- **EXERCISE DETAILS**: The answer must be an exact reproduction of the lines from the start of the records below through the line containing "text, line, barcode", and nothing more.

Data items:
---*---

//! Error types for label generation

use thiserror::Error;

/// Label generation error types
///
/// Generation is all-or-nothing: any of these means no command string
/// was produced.
#[derive(Debug, Clone, PartialEq, Error)]
pub enum LabelError {
    /// An element lacks a property its variant requires
    #[error("element {index}: missing required field `{field}`")]
    MissingRequiredField { index: usize, field: &'static str },

    /// Element type is not one of text, line, barcode
    #[error("element {index}: unsupported element type `{element_type}`")]
    UnsupportedElementType { index: usize, element_type: String },

    /// A property is present but unusable (wrong type, out of range, ...)
    #[error("element {index}: invalid `{field}`: {reason}")]
    InvalidField {
        index: usize,
        field: &'static str,
        reason: String,
    },

    /// Paper too small (or not finite) to lay out a page
    #[error("degenerate geometry: `{field}` {reason}")]
    DegenerateGeometry { field: &'static str, reason: String },

    /// Barcode orientation the target language cannot render
    #[error("element {index}: `{field}` vertical is not supported by {language}")]
    UnsupportedOrientation {
        index: usize,
        field: &'static str,
        language: &'static str,
    },

    /// Generator configuration that would corrupt the command stream
    #[error("invalid config `{field}`: {reason}")]
    InvalidConfig { field: &'static str, reason: String },

    /// Command text cannot be represented in the device encoding
    #[error("cannot encode {character:?} as {encoding}")]
    Encoding {
        character: char,
        encoding: &'static str,
    },

    /// Layout JSON could not be parsed
    #[error("invalid layout document: {0}")]
    Parse(String),
}

impl From<serde_json::Error> for LabelError {
    fn from(e: serde_json::Error) -> Self {
        LabelError::Parse(e.to_string())
    }
}

/// Result type for label generation
pub type LabelResult<T> = Result<T, LabelError>;
//! Device byte encoding for generated command streams
//!
//! Generators return UTF-8 text. Label printers sold with the CJK font
//! pack (`TSS24.BF2`) read text as GBK, so TSPL output is re-encoded
//! before it goes on the wire. Commands themselves are ASCII and map to
//! the same bytes in either encoding.

use serde::{Deserialize, Serialize};
use tracing::instrument;

use crate::error::{LabelError, LabelResult};

/// Target printer command language
#[derive(Debug, Clone, Copy, PartialEq, Eq, Serialize, Deserialize)]
#[serde(rename_all = "lowercase")]
pub enum Language {
    Cpcl,
    Tspl,
}

/// Byte encoding the printer expects for text arguments
#[derive(Debug, Clone, Copy, PartialEq, Eq, Serialize, Deserialize)]
#[serde(rename_all = "lowercase")]
pub enum DeviceEncoding {
    Utf8,
    Gbk,
}

impl DeviceEncoding {
    /// Encoding matching each generator's default fonts
    pub fn default_for(language: Language) -> Self {
        match language {
            Language::Cpcl => DeviceEncoding::Utf8,
            Language::Tspl => DeviceEncoding::Gbk,
        }
    }

    fn name(self) -> &'static str {
        match self {
            DeviceEncoding::Utf8 => "UTF-8",
            DeviceEncoding::Gbk => "GBK",
        }
    }
}

/// Encode a generated command stream for the printer
///
/// GBK encoding is strict: a character GBK cannot represent fails instead
/// of being replaced, since a substituted `?` would silently change
/// barcode data.
#[instrument(skip(commands), fields(len = commands.len()))]
pub fn encode_commands(commands: &str, encoding: DeviceEncoding) -> LabelResult<Vec<u8>> {
    match encoding {
        DeviceEncoding::Utf8 => Ok(commands.as_bytes().to_vec()),
        DeviceEncoding::Gbk => encode_gbk(commands),
    }
}

fn encode_gbk(s: &str) -> LabelResult<Vec<u8>> {
    let (bytes, _, had_errors) = encoding_rs::GBK.encode(s);
    if !had_errors {
        return Ok(bytes.into_owned());
    }

    // Find the offending character for the error report
    let character = s
        .chars()
        .find(|c| {
            let mut buf = [0u8; 4];
            let (_, _, bad) = encoding_rs::GBK.encode(c.encode_utf8(&mut buf));
            bad
        })
        .unwrap_or(char::REPLACEMENT_CHARACTER);

    Err(LabelError::Encoding {
        character,
        encoding: DeviceEncoding::Gbk.name(),
    })
}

---*---

- **THE ANSWER**:
//! Error types for label generation

use thiserror::Error;

/// Label generation error types
///
/// Generation is all-or-nothing: any of these means no command string
/// was produced.
#[derive(Debug, Clone, PartialEq, Error)]
pub enum LabelError {
    /// An element lacks a property its variant requires
    #[error("element {index}: missing required field `{field}`")]
    MissingRequiredField { index: usize, field: &'static str },

    /// Element type is not one of text, line, barcode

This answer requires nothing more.